[Problem statement]:
Which lines below contain "PoisonError"? Copy every one of them.

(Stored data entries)
# # #

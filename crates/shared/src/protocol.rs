use std::fmt;

use chrono::{DateTime, Utc};
use serde::{Deserialize, Serialize};
use serde_json::{Map, Value};
use uuid::Uuid;

use crate::{
    domain::{ConversationId, MessageId, MessageStatus, UserId},
    error::FrameError,
};

/// Sentinel message identifier meaning "every message in the conversation".
pub const ALL_MESSAGES: &str = "ALL";

/// One decoded frame received from the chat backend.
///
/// The backend does not commit to a schema, so the payload is kept as the raw
/// JSON object and interpreted by whichever listener cares about it.
#[derive(Debug, Clone, PartialEq)]
pub struct InboundEvent {
    payload: Map<String, Value>,
    pub received_at: DateTime<Utc>,
}

impl InboundEvent {
    pub fn new(payload: Map<String, Value>) -> Self {
        Self {
            payload,
            received_at: Utc::now(),
        }
    }

    pub fn from_frame(bytes: &[u8]) -> Result<Self, FrameError> {
        match serde_json::from_slice::<Value>(bytes)? {
            Value::Object(payload) => Ok(Self::new(payload)),
            other => Err(FrameError::NotAnObject {
                found: json_kind(&other),
            }),
        }
    }

    pub fn payload(&self) -> &Map<String, Value> {
        &self.payload
    }

    pub fn get(&self, key: &str) -> Option<&Value> {
        self.payload.get(key)
    }

    /// The frame's event discriminator, when the backend sent one.
    pub fn event_type(&self) -> Option<&str> {
        ["type", "event"]
            .iter()
            .find_map(|key| self.payload.get(*key).and_then(Value::as_str))
    }
}

fn json_kind(value: &Value) -> &'static str {
    match value {
        Value::Null => "null",
        Value::Bool(_) => "boolean",
        Value::Number(_) => "number",
        Value::String(_) => "string",
        Value::Array(_) => "array",
        Value::Object(_) => "object",
    }
}

#[derive(Debug, Clone, PartialEq, Eq, Hash)]
pub enum MessageTarget {
    All,
    Message(MessageId),
}

impl MessageTarget {
    pub fn from_raw(raw: &str) -> Self {
        if raw == ALL_MESSAGES {
            Self::All
        } else {
            Self::Message(MessageId::new(raw))
        }
    }
}

impl fmt::Display for MessageTarget {
    fn fmt(&self, f: &mut fmt::Formatter<'_>) -> fmt::Result {
        match self {
            Self::All => f.write_str(ALL_MESSAGES),
            Self::Message(id) => write!(f, "{id}"),
        }
    }
}

/// Canonical delivery/read state change for one message (or all of them).
#[derive(Debug, Clone, PartialEq, Eq)]
pub struct StatusUpdate {
    pub message: MessageTarget,
    pub conversation_id: Option<ConversationId>,
    pub sender_id: Option<UserId>,
    pub status: MessageStatus,
    pub delivered_at: Option<DateTime<Utc>>,
    pub read_at: Option<DateTime<Utc>>,
    /// Set for optimistic updates produced on this device before the server confirms them.
    pub is_local: bool,
}

impl StatusUpdate {
    pub fn local_read(conversation_id: ConversationId) -> Self {
        Self {
            message: MessageTarget::All,
            conversation_id: Some(conversation_id),
            sender_id: None,
            status: MessageStatus::Read,
            delivered_at: None,
            read_at: Some(Utc::now()),
            is_local: true,
        }
    }
}

#[derive(Debug, Clone, Serialize, Deserialize, PartialEq, Eq)]
#[serde(tag = "type", rename_all = "snake_case")]
pub enum ClientFrame {
    #[serde(rename_all = "camelCase")]
    Message {
        client_message_id: Uuid,
        conversation_id: ConversationId,
        sender_id: UserId,
        #[serde(default, skip_serializing_if = "Option::is_none")]
        receiver_id: Option<UserId>,
        content: String,
    },
    #[serde(rename_all = "camelCase")]
    MarkRead {
        conversation_id: ConversationId,
        reader_id: UserId,
    },
}

impl ClientFrame {
    pub fn message(
        conversation_id: ConversationId,
        sender_id: UserId,
        receiver_id: Option<UserId>,
        content: impl Into<String>,
    ) -> Self {
        Self::Message {
            client_message_id: Uuid::new_v4(),
            conversation_id,
            sender_id,
            receiver_id,
            content: content.into(),
        }
    }
}
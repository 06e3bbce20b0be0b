use std::sync::{Arc, PoisonError, RwLock};

use chrono::{DateTime, Utc};
use serde::{Deserialize, Serialize};
use serde_json::{Map, Value};
use shared::{
    domain::{ConversationId, MessageStatus, UserId},
    protocol::{InboundEvent, MessageTarget, StatusUpdate},
};
use tokio::sync::broadcast;
use tracing::{debug, info};

use crate::listeners::{ListenerRegistry, Subscription};

// Accepted spellings per logical field, highest priority first.
const MESSAGE_ID_KEYS: &[&str] = &["messageId", "message_id", "id", "_id"];
const CONVERSATION_ID_KEYS: &[&str] = &["conversationId", "conversation_id", "chatId", "chat_id"];
const SENDER_ID_KEYS: &[&str] = &["senderId", "sender_id", "userId", "user_id", "from"];
const STATUS_KEYS: &[&str] = &["status", "messageStatus", "message_status"];
const DELIVERED_AT_KEYS: &[&str] = &["deliveredAt", "delivered_at"];
const READ_AT_KEYS: &[&str] = &["readAt", "read_at"];
const NESTED_PAYLOAD_KEYS: &[&str] = &["data", "payload"];

/// Per-conversation projection shown by the conversation list.
#[derive(Debug, Clone, PartialEq, Eq, Serialize, Deserialize)]
pub struct ConversationSummary {
    pub conversation_id: ConversationId,
    /// The other participant, used to match updates that carry no conversation id.
    pub participant_id: Option<UserId>,
    pub unread_count: u32,
    pub last_message_status: Option<MessageStatus>,
    pub last_status_is_local: bool,
}

impl ConversationSummary {
    pub fn new(conversation_id: ConversationId, participant_id: Option<UserId>) -> Self {
        Self {
            conversation_id,
            participant_id,
            unread_count: 0,
            last_message_status: None,
            last_status_is_local: false,
        }
    }

    pub fn with_unread(mut self, unread_count: u32) -> Self {
        self.unread_count = unread_count;
        self
    }
}

/// Folds status notifications, remote and local, into conversation summaries.
pub struct StatusReconciler {
    summaries: RwLock<Vec<ConversationSummary>>,
    changes: broadcast::Sender<ConversationSummary>,
}

impl Default for StatusReconciler {
    fn default() -> Self {
        Self::new()
    }
}

impl StatusReconciler {
    pub fn new() -> Self {
        let (changes, _) = broadcast::channel(256);
        Self {
            summaries: RwLock::new(Vec::new()),
            changes,
        }
    }

    /// Registers this reconciler as an inbound-event listener.
    pub fn attach(self: &Arc<Self>, registry: &ListenerRegistry) -> Subscription {
        let reconciler = Arc::clone(self);
        registry.subscribe(move |event: &InboundEvent| {
            reconciler.handle_event(event);
        })
    }

    pub fn handle_event(&self, event: &InboundEvent) -> bool {
        match Self::normalize(event) {
            Some(update) => self.merge(&update),
            None => false,
        }
    }

    pub fn normalize(event: &InboundEvent) -> Option<StatusUpdate> {
        Self::normalize_payload(event.payload())
    }

    /// Extracts a canonical update from a loosely structured payload. Returns
    /// `None` unless both a message id and a known status can be found.
    pub fn normalize_payload(payload: &Map<String, Value>) -> Option<StatusUpdate> {
        let scopes = payload_scopes(payload);

        let message = lookup(&scopes, MESSAGE_ID_KEYS, identifier)
            .map(|raw| MessageTarget::from_raw(&raw))?;
        let status = lookup(&scopes, STATUS_KEYS, |value| {
            value.as_str()?.parse::<MessageStatus>().ok()
        })?;

        Some(StatusUpdate {
            message,
            conversation_id: lookup(&scopes, CONVERSATION_ID_KEYS, identifier)
                .map(ConversationId::from),
            sender_id: lookup(&scopes, SENDER_ID_KEYS, identifier).map(UserId::from),
            status,
            delivered_at: lookup(&scopes, DELIVERED_AT_KEYS, timestamp),
            read_at: lookup(&scopes, READ_AT_KEYS, timestamp),
            is_local: false,
        })
    }

    /// Marks every message in the conversation read before the server confirms it.
    pub fn apply_local_read(&self, conversation_id: &ConversationId) -> StatusUpdate {
        let update = StatusUpdate::local_read(conversation_id.clone());
        self.merge(&update);
        update
    }

    /// Applies `update` to the matching summary. Returns false when no summary
    /// matches; summaries are never created here.
    ///
    /// Last applied wins: there is no timestamp ordering, so a late `delivered`
    /// overwrites an earlier `read`.
    pub fn merge(&self, update: &StatusUpdate) -> bool {
        let changed = {
            let mut summaries = self
                .summaries
                .write()
                .unwrap_or_else(PoisonError::into_inner);
            let position = match (&update.conversation_id, &update.sender_id) {
                (Some(conversation_id), _) => summaries
                    .iter()
                    .position(|summary| &summary.conversation_id == conversation_id),
                (None, Some(sender_id)) => summaries
                    .iter()
                    .position(|summary| summary.participant_id.as_ref() == Some(sender_id)),
                (None, None) => None,
            };
            let Some(position) = position else {
                debug!(
                    message_ref = %update.message,
                    conversation_id = ?update.conversation_id,
                    status = %update.status,
                    "chat: status update matches no conversation"
                );
                return false;
            };

            let summary = &mut summaries[position];
            if update.status == MessageStatus::Read {
                summary.unread_count = 0;
            }
            summary.last_message_status = Some(update.status);
            summary.last_status_is_local = update.is_local;
            summary.clone()
        };

        if update.is_local {
            info!(
                conversation_id = %changed.conversation_id,
                status = %update.status,
                "chat: applied local status"
            );
        } else {
            debug!(
                conversation_id = %changed.conversation_id,
                message_ref = %update.message,
                status = %update.status,
                "chat: applied server status"
            );
        }
        let _ = self.changes.send(changed);
        true
    }

    /// Replaces the known conversations, e.g. after the list screen refetches.
    pub fn replace_summaries(&self, summaries: Vec<ConversationSummary>) {
        *self
            .summaries
            .write()
            .unwrap_or_else(PoisonError::into_inner) = summaries;
    }

    pub fn upsert_summary(&self, summary: ConversationSummary) {
        let mut summaries = self
            .summaries
            .write()
            .unwrap_or_else(PoisonError::into_inner);
        match summaries
            .iter()
            .position(|existing| existing.conversation_id == summary.conversation_id)
        {
            Some(position) => summaries[position] = summary,
            None => summaries.push(summary),
        }
    }

    pub fn summaries(&self) -> Vec<ConversationSummary> {
        self.summaries
            .read()
            .unwrap_or_else(PoisonError::into_inner)
            .clone()
    }

    pub fn summary(&self, conversation_id: &ConversationId) -> Option<ConversationSummary> {
        self.summaries
            .read()
            .unwrap_or_else(PoisonError::into_inner)
            .iter()
            .find(|summary| &summary.conversation_id == conversation_id)
            .cloned()
    }

    pub fn subscribe_changes(&self) -> broadcast::Receiver<ConversationSummary> {
        self.changes.subscribe()
    }
}

fn payload_scopes(payload: &Map<String, Value>) -> Vec<&Map<String, Value>> {
    let mut scopes = vec![payload];
    scopes.extend(
        NESTED_PAYLOAD_KEYS
            .iter()
            .filter_map(|key| payload.get(*key).and_then(Value::as_object)),
    );
    scopes
}

// Alias order dominates scope order, so a nested `messageId` beats an
// envelope's generic `id`. Values that fail `convert` fall through to the
// next candidate.
fn lookup<'a, T>(
    scopes: &[&'a Map<String, Value>],
    aliases: &[&str],
    convert: impl Fn(&'a Value) -> Option<T>,
) -> Option<T> {
    aliases.iter().find_map(|key| {
        scopes
            .iter()
            .copied()
            .find_map(|scope| scope.get(*key).and_then(&convert))
    })
}

fn identifier(value: &Value) -> Option<String> {
    match value {
        Value::String(raw) if !raw.trim().is_empty() => Some(raw.trim().to_string()),
        Value::Number(number) => Some(number.to_string()),
        _ => None,
    }
}

fn timestamp(value: &Value) -> Option<DateTime<Utc>> {
    match value {
        Value::String(raw) => DateTime::parse_from_rfc3339(raw)
            .ok()
            .map(|parsed| parsed.with_timezone(&Utc)),
        Value::Number(number) => number.as_i64().and_then(DateTime::from_timestamp_millis),
        _ => None,
    }
}

#[cfg(test)]
#[path = "tests/status_tests.rs"]
mod tests;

# # #

[Exercise response]:
use std::sync::{Arc, PoisonError, RwLock};
                .unwrap_or_else(PoisonError::into_inner);
            .unwrap_or_else(PoisonError::into_inner) = summaries;
            .unwrap_or_else(PoisonError::into_inner);
            .unwrap_or_else(PoisonError::into_inner)
            .unwrap_or_else(PoisonError::into_inner)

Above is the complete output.